** Opening Record set block **

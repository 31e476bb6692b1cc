use std::{
    collections::HashSet,
    path::{Path, PathBuf},
};

use async_trait::async_trait;
use rand::seq::SliceRandom;
use tokio::sync::RwLock;

use crate::{
    errors::AppResult,
    models::domain::{Difficulty, Question, QuestionSource},
    repositories::QuestionRepository,
};

/// Questions kept as a pretty-printed JSON array in a single file.
///
/// Readers share the lock; read-modify-write cycles hold it exclusively.
/// Saves go to a sibling temp file that is renamed over the target, so the
/// file on disk is always a complete array.
pub struct FileQuestionRepository {
    path: PathBuf,
    lock: RwLock<()>,
}

impl FileQuestionRepository {
    pub fn new(path: impl Into<PathBuf>) -> Self {
        Self {
            path: path.into(),
            lock: RwLock::new(()),
        }
    }

    pub fn path(&self) -> &Path {
        &self.path
    }

    pub async fn load_all(&self) -> AppResult<Vec<Question>> {
        let _guard = self.lock.read().await;
        self.read_file().await
    }

    fn staging_path(&self) -> PathBuf {
        let mut name = self
            .path
            .file_name()
            .map(|n| n.to_os_string())
            .unwrap_or_else(|| "questions.json".into());
        name.push(".tmp");
        self.path.with_file_name(name)
    }

    async fn read_file(&self) -> AppResult<Vec<Question>> {
        let raw = match tokio::fs::read_to_string(&self.path).await {
            Ok(raw) => raw,
            Err(e) if e.kind() == std::io::ErrorKind::NotFound => return Ok(Vec::new()),
            Err(e) => return Err(e.into()),
        };
        if raw.trim().is_empty() {
            return Ok(Vec::new());
        }
        Ok(serde_json::from_str(&raw)?)
    }

    async fn save_all(&self, questions: &[Question]) -> AppResult<()> {
        if let Some(parent) = self.path.parent().filter(|p| !p.as_os_str().is_empty()) {
            tokio::fs::create_dir_all(parent).await?;
        }
        let body = serde_json::to_string_pretty(questions)?;
        let staging = self.staging_path();
        tokio::fs::write(&staging, body).await?;
        tokio::fs::rename(&staging, &self.path).await?;
        Ok(())
    }
}

#[async_trait]
impl QuestionRepository for FileQuestionRepository {
    fn source(&self) -> QuestionSource {
        QuestionSource::File
    }

    async fn sample_eligible(
        &self,
        age: u8,
        excluded: &HashSet<String>,
        count: usize,
    ) -> AppResult<Vec<Question>> {
        let mut eligible: Vec<Question> = self
            .load_all()
            .await?
            .into_iter()
            .filter(|q| q.suits_age(age) && !excluded.contains(&q.id))
            .collect();

        eligible.shuffle(&mut rand::thread_rng());
        eligible.truncate(count);
        Ok(eligible)
    }

    async fn insert_many(&self, questions: &[Question]) -> AppResult<usize> {
        if questions.is_empty() {
            return Ok(0);
        }
        let _guard = self.lock.write().await;

        let mut existing = self.read_file().await?;
        existing.extend_from_slice(questions);
        self.save_all(&existing).await?;

        log::debug!(
            "Appended {} questions to {}",
            questions.len(),
            self.path.display()
        );
        Ok(questions.len())
    }

    async fn mark_served(&self, ids: &[String]) -> AppResult<()> {
        if ids.is_empty() {
            return Ok(());
        }
        let _guard = self.lock.write().await;

        let mut existing = self.read_file().await?;
        for question in existing.iter_mut().filter(|q| ids.contains(&q.id)) {
            question.used_count += 1;
        }
        self.save_all(&existing).await
    }

    async fn count_all(&self) -> AppResult<u64> {
        Ok(self.load_all().await?.len() as u64)
    }

    async fn count_by_topic(&self, topic: &str) -> AppResult<u64> {
        let questions = self.load_all().await?;
        Ok(questions.iter().filter(|q| q.topic == topic).count() as u64)
    }

    async fn count_by_difficulty(&self, difficulty: Difficulty) -> AppResult<u64> {
        let questions = self.load_all().await?;
        Ok(questions.iter().filter(|q| q.difficulty == difficulty).count() as u64)
    }
}
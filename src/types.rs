//! Channel value interpolation primitives

use glam::{Quat, Vec3};

/// Angle threshold (radians) below which slerp falls back to a normalized
/// linear blend to avoid dividing by a vanishing `sin`.
pub const SLERP_EPSILON: f32 = 0.001;

/// Trait for values a keyframe channel can interpolate
///
/// Translation and scale channels blend component-wise; the rotation channel
/// routes through [`slerp`].
pub trait Lerp: Copy {
    /// Interpolate between `self` and `other` by factor `t` in `[0, 1]`
    fn lerp(self, other: Self, t: f32) -> Self;
}

impl Lerp for f32 {
    fn lerp(self, other: Self, t: f32) -> Self {
        self + (other - self) * t
    }
}

impl Lerp for Vec3 {
    fn lerp(self, other: Self, t: f32) -> Self {
        Vec3::lerp(self, other, t)
    }
}

impl Lerp for Quat {
    fn lerp(self, other: Self, t: f32) -> Self {
        slerp(self, other, t)
    }
}

/// Spherical linear interpolation with a near-parallel fallback
///
/// Always takes the shorter arc. When the angle between the two rotations is
/// within [`SLERP_EPSILON`] of zero the spherical weights degenerate, so the
/// blend falls back to linear quaternion interpolation plus renormalization.
pub fn slerp(a: Quat, b: Quat, t: f32) -> Quat {
    let mut dot = a.dot(b);
    let b = if dot < 0.0 {
        dot = -dot;
        -b
    } else {
        b
    };

    let theta = dot.clamp(-1.0, 1.0).acos();
    if theta < SLERP_EPSILON {
        return Quat::from_xyzw(
            a.x + t * (b.x - a.x),
            a.y + t * (b.y - a.y),
            a.z + t * (b.z - a.z),
            a.w + t * (b.w - a.w),
        )
        .normalize();
    }

    let sin_theta = theta.sin();
    let s0 = ((1.0 - t) * theta).sin() / sin_theta;
    let s1 = (t * theta).sin() / sin_theta;

    Quat::from_xyzw(
        s0 * a.x + s1 * b.x,
        s0 * a.y + s1 * b.y,
        s0 * a.z + s1 * b.z,
        s0 * a.w + s1 * b.w,
    )
}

** Closing Record set block **

**Required action:** Set down all of the lines above without altering a word.

**Output of the exercise:**
repository 31e476bb6692b1cc
use std::{
    collections::HashSet,
    path::{Path, PathBuf},
};

use async_trait::async_trait;
use rand::seq::SliceRandom;
use tokio::sync::RwLock;

use crate::{
    errors::AppResult,
    models::domain::{Difficulty, Question, QuestionSource},
    repositories::QuestionRepository,
};

/// Questions kept as a pretty-printed JSON array in a single file.
///
/// Readers share the lock; read-modify-write cycles hold it exclusively.
/// Saves go to a sibling temp file that is renamed over the target, so the
/// file on disk is always a complete array.
pub struct FileQuestionRepository {
    path: PathBuf,
    lock: RwLock<()>,
}

impl FileQuestionRepository {
    pub fn new(path: impl Into<PathBuf>) -> Self {
        Self {
            path: path.into(),
            lock: RwLock::new(()),
        }
    }

    pub fn path(&self) -> &Path {
        &self.path
    }

    pub async fn load_all(&self) -> AppResult<Vec<Question>> {
        let _guard = self.lock.read().await;
        self.read_file().await
    }

    fn staging_path(&self) -> PathBuf {
        let mut name = self
            .path
            .file_name()
            .map(|n| n.to_os_string())
            .unwrap_or_else(|| "questions.json".into());
        name.push(".tmp");
        self.path.with_file_name(name)
    }

    async fn read_file(&self) -> AppResult<Vec<Question>> {
        let raw = match tokio::fs::read_to_string(&self.path).await {
            Ok(raw) => raw,
            Err(e) if e.kind() == std::io::ErrorKind::NotFound => return Ok(Vec::new()),
            Err(e) => return Err(e.into()),
        };
        if raw.trim().is_empty() {
            return Ok(Vec::new());
        }
        Ok(serde_json::from_str(&raw)?)
    }

    async fn save_all(&self, questions: &[Question]) -> AppResult<()> {
        if let Some(parent) = self.path.parent().filter(|p| !p.as_os_str().is_empty()) {
            tokio::fs::create_dir_all(parent).await?;
        }
        let body = serde_json::to_string_pretty(questions)?;
        let staging = self.staging_path();
        tokio::fs::write(&staging, body).await?;
        tokio::fs::rename(&staging, &self.path).await?;
        Ok(())
    }
}

#[async_trait]
impl QuestionRepository for FileQuestionRepository {
    fn source(&self) -> QuestionSource {
        QuestionSource::File
    }

    async fn sample_eligible(
        &self,
        age: u8,
        excluded: &HashSet<String>,
        count: usize,
    ) -> AppResult<Vec<Question>> {
        let mut eligible: Vec<Question> = self
            .load_all()
            .await?
            .into_iter()
            .filter(|q| q.suits_age(age) && !excluded.contains(&q.id))
            .collect();

        eligible.shuffle(&mut rand::thread_rng());
        eligible.truncate(count);
        Ok(eligible)
    }

    async fn insert_many(&self, questions: &[Question]) -> AppResult<usize> {
        if questions.is_empty() {
            return Ok(0);
        }
        let _guard = self.lock.write().await;

        let mut existing = self.read_file().await?;
        existing.extend_from_slice(questions);
        self.save_all(&existing).await?;

        log::debug!(
            "Appended {} questions to {}",
            questions.len(),
            self.path.display()
        );
        Ok(questions.len())
    }

    async fn mark_served(&self, ids: &[String]) -> AppResult<()> {
        if ids.is_empty() {
            return Ok(());
        }
        let _guard = self.lock.write().await;

        let mut existing = self.read_file().await?;
        for question in existing.iter_mut().filter(|q| ids.contains(&q.id)) {
            question.used_count += 1;
        }
        self.save_all(&existing).await
    }

    async fn count_all(&self) -> AppResult<u64> {
        Ok(self.load_all().await?.len() as u64)
    }

    async fn count_by_topic(&self, topic: &str) -> AppResult<u64> {
        let questions = self.load_all().await?;
        Ok(questions.iter().filter(|q| q.topic == topic).count() as u64)
    }

    async fn count_by_difficulty(&self, difficulty: Difficulty) -> AppResult<u64> {
        let questions = self.load_all().await?;
        Ok(questions.iter().filter(|q| q.difficulty == difficulty).count() as u64)
    }
}
filename src/types.rs
//! Channel value interpolation primitives

use glam::{Quat, Vec3};

/// Angle threshold (radians) below which slerp falls back to a normalized
/// linear blend to avoid dividing by a vanishing `sin`.
pub const SLERP_EPSILON: f32 = 0.001;

/// Trait for values a keyframe channel can interpolate
///
/// Translation and scale channels blend component-wise; the rotation channel
/// routes through [`slerp`].
pub trait Lerp: Copy {
    /// Interpolate between `self` and `other` by factor `t` in `[0, 1]`
    fn lerp(self, other: Self, t: f32) -> Self;
}

impl Lerp for f32 {
    fn lerp(self, other: Self, t: f32) -> Self {
        self + (other - self) * t
    }
}

impl Lerp for Vec3 {
    fn lerp(self, other: Self, t: f32) -> Self {
        Vec3::lerp(self, other, t)
    }
}

impl Lerp for Quat {
    fn lerp(self, other: Self, t: f32) -> Self {
        slerp(self, other, t)
    }
}

/// Spherical linear interpolation with a near-parallel fallback
///
/// Always takes the shorter arc. When the angle between the two rotations is
/// within [`SLERP_EPSILON`] of zero the spherical weights degenerate, so the
/// blend falls back to linear quaternion interpolation plus renormalization.
pub fn slerp(a: Quat, b: Quat, t: f32) -> Quat {
    let mut dot = a.dot(b);
    let b = if dot < 0.0 {
        dot = -dot;
        -b
    } else {
        b
    };

    let theta = dot.clamp(-1.0, 1.0).acos();
    if theta < SLERP_EPSILON {
        return Quat::from_xyzw(
            a.x + t * (b.x - a.x),
            a.y + t * (b.y - a.y),
            a.z + t * (b.z - a.z),
            a.w + t * (b.w - a.w),
        )
        .normalize();
    }

    let sin_theta = theta.sin();
    let s0 = ((1.0 - t) * theta).sin() / sin_theta;
    let s1 = (t * theta).sin() / sin_theta;

    Quat::from_xyzw(
        s0 * a.x + s1 * b.x,
        s0 * a.y + s1 * b.y,
        s0 * a.z + s1 * b.z,
        s0 * a.w + s1 * b.w,
    )
}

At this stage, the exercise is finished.